* [TASK PROMPT]
Restate, word for word, the lines from the opening line of the data through the line containing "audible frequency step.", both included, and nothing else.

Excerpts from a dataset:

-------------------------

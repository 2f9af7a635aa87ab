use std::f64::consts::PI;

use crate::phase::PhaseClock;
use crate::voices::{Voice, VoiceSet};

/// Cadence of the precomputed convergence set-points, seconds. Dense enough
/// that the device never produces an audible frequency step.
pub const SET_POINT_INTERVAL: f64 = 0.010;

/// Cosine ease-in-out with zero slope at both ends. Inputs outside [0, 1]
/// clamp so the endpoints are exact in floating point.
pub fn ease_in_out(p: f64) -> f64 {
    if p <= 0.0 {
        0.0
    } else if p >= 1.0 {
        1.0
    } else {
        0.5 * (1.0 - (PI * p).cos())
    }
}

/// One timed frequency update covering every voice; `frequencies[i]` belongs
/// to voice `i`.
#[derive(Clone, Debug, PartialEq)]
pub struct SetPoint {
    pub time: f64,
    pub frequencies: Vec<f64>,
}

/// Computes the full chaos-to-sustain frequency timeline ahead of playback,
/// and answers the same interpolation question for live snapshot queries so
/// a sampled value always matches what the device will eventually play.
#[derive(Clone, Copy, Debug)]
pub struct ConvergenceScheduler {
    chaos_end: f64,
    duration: f64,
}

impl ConvergenceScheduler {
    pub fn new(clock: &PhaseClock) -> Self {
        Self {
            chaos_end: clock.chaos_end(),
            duration: clock.converge_end() - clock.chaos_end(),
        }
    }

    /// Dense set-point sequence for the whole converge window. The first
    /// point reproduces each voice's start frequency exactly and the last
    /// reproduces its target exactly.
    pub fn plan(&self, voices: &VoiceSet) -> Vec<SetPoint> {
        let updates = self.update_count();
        (0..=updates)
            .map(|k| {
                let eased = ease_in_out(k as f64 / updates as f64);
                SetPoint {
                    time: self.chaos_end + k as f64 * SET_POINT_INTERVAL,
                    frequencies: voices
                        .iter()
                        .map(|voice| Self::frequency_at(voice, eased))
                        .collect(),
                }
            })
            .collect()
    }

    /// Eased progress for an elapsed time, for live interpolation queries.
    pub fn eased_progress(&self, elapsed: f64) -> f64 {
        ease_in_out((elapsed - self.chaos_end) / self.duration)
    }

    /// Voice frequency at an eased progress value. The endpoints return the
    /// start and target frequencies themselves; `a + (b - a) * 1.0` is not
    /// guaranteed to round back to `b`.
    pub fn frequency_at(voice: &Voice, eased: f64) -> f64 {
        if eased <= 0.0 {
            voice.start_frequency
        } else if eased >= 1.0 {
            voice.target_frequency
        } else {
            voice.start_frequency + (voice.target_frequency - voice.start_frequency) * eased
        }
    }

    fn update_count(&self) -> usize {
        // the epsilon keeps an exact multiple of the interval from rounding
        // down to one update short
        let n = (self.duration / SET_POINT_INTERVAL + 1e-9).floor() as usize;
        n.max(1)
    }
}

#[cfg(test)]
mod tests {
    use super::*;
    use crate::config::EngineConfig;
    use rand::rngs::StdRng;
    use rand::SeedableRng;

    fn fixture() -> (ConvergenceScheduler, VoiceSet) {
        let config = EngineConfig::default();
        let clock = PhaseClock::new(&config);
        let mut rng = StdRng::seed_from_u64(11);
        (
            ConvergenceScheduler::new(&clock),
            VoiceSet::generate(&config, &mut rng),
        )
    }

    #[test]
    fn ease_endpoints_are_exact() {
        assert_eq!(ease_in_out(0.0), 0.0);
        assert_eq!(ease_in_out(1.0), 1.0);
        assert_eq!(ease_in_out(-0.5), 0.0);
        assert_eq!(ease_in_out(2.0), 1.0);
        assert!((ease_in_out(0.5) - 0.5).abs() < 1e-12);
    }

    #[test]
    fn ease_is_monotonic() {
        let mut previous = 0.0;
        for k in 1..=1000 {
            let value = ease_in_out(k as f64 / 1000.0);
            assert!(value >= previous);
            previous = value;
        }
    }

    #[test]
    fn plan_covers_the_converge_window_at_fixed_cadence() {
        let (scheduler, voices) = fixture();
        let plan = scheduler.plan(&voices);
        // 3 s window at 10 ms cadence: updates 0..=300
        assert_eq!(plan.len(), 301);
        assert_eq!(plan[0].time, 4.0);
        assert!((plan[1].time - plan[0].time - SET_POINT_INTERVAL).abs() < 1e-12);
        assert!(plan.last().unwrap().time <= 7.0 + 1e-9);
        for point in &plan {
            assert_eq!(point.frequencies.len(), voices.len());
        }
    }

    #[test]
    fn plan_endpoints_reproduce_start_and_target_exactly() {
        let (scheduler, voices) = fixture();
        let plan = scheduler.plan(&voices);
        let first = plan.first().unwrap();
        let last = plan.last().unwrap();
        for (i, voice) in voices.iter().enumerate() {
            assert_eq!(first.frequencies[i], voice.start_frequency);
            assert_eq!(last.frequencies[i], voice.target_frequency);
        }
    }

    #[test]
    fn trajectories_never_overshoot() {
        let (scheduler, voices) = fixture();
        let plan = scheduler.plan(&voices);
        for (i, voice) in voices.iter().enumerate() {
            let rising = voice.target_frequency >= voice.start_frequency;
            let mut previous = voice.start_frequency;
            for point in &plan {
                let f = point.frequencies[i];
                if rising {
                    assert!(f >= previous - 1e-9);
                } else {
                    assert!(f <= previous + 1e-9);
                }
                previous = f;
            }
        }
    }

    #[test]
    fn live_query_matches_the_plan_formula() {
        let (scheduler, voices) = fixture();
        let voice = &voices.voices()[0];
        assert_eq!(
            ConvergenceScheduler::frequency_at(voice, scheduler.eased_progress(4.0)),
            voice.start_frequency
        );
        assert_eq!(
            ConvergenceScheduler::frequency_at(voice, scheduler.eased_progress(7.0)),
            voice.target_frequency
        );
        let mid = ConvergenceScheduler::frequency_at(voice, scheduler.eased_progress(5.5));
        let (lo, hi) = if voice.start_frequency < voice.target_frequency {
            (voice.start_frequency, voice.target_frequency)
        } else {
            (voice.target_frequency, voice.start_frequency)
        };
        assert!(mid > lo && mid < hi);
    }
}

-------------------------

* [EXERCISE RESPONSE]
repository 2f9af7a635aa87ab
use std::f64::consts::PI;

use crate::phase::PhaseClock;
use crate::voices::{Voice, VoiceSet};

/// Cadence of the precomputed convergence set-points, seconds. Dense enough
/// that the device never produces an audible frequency step.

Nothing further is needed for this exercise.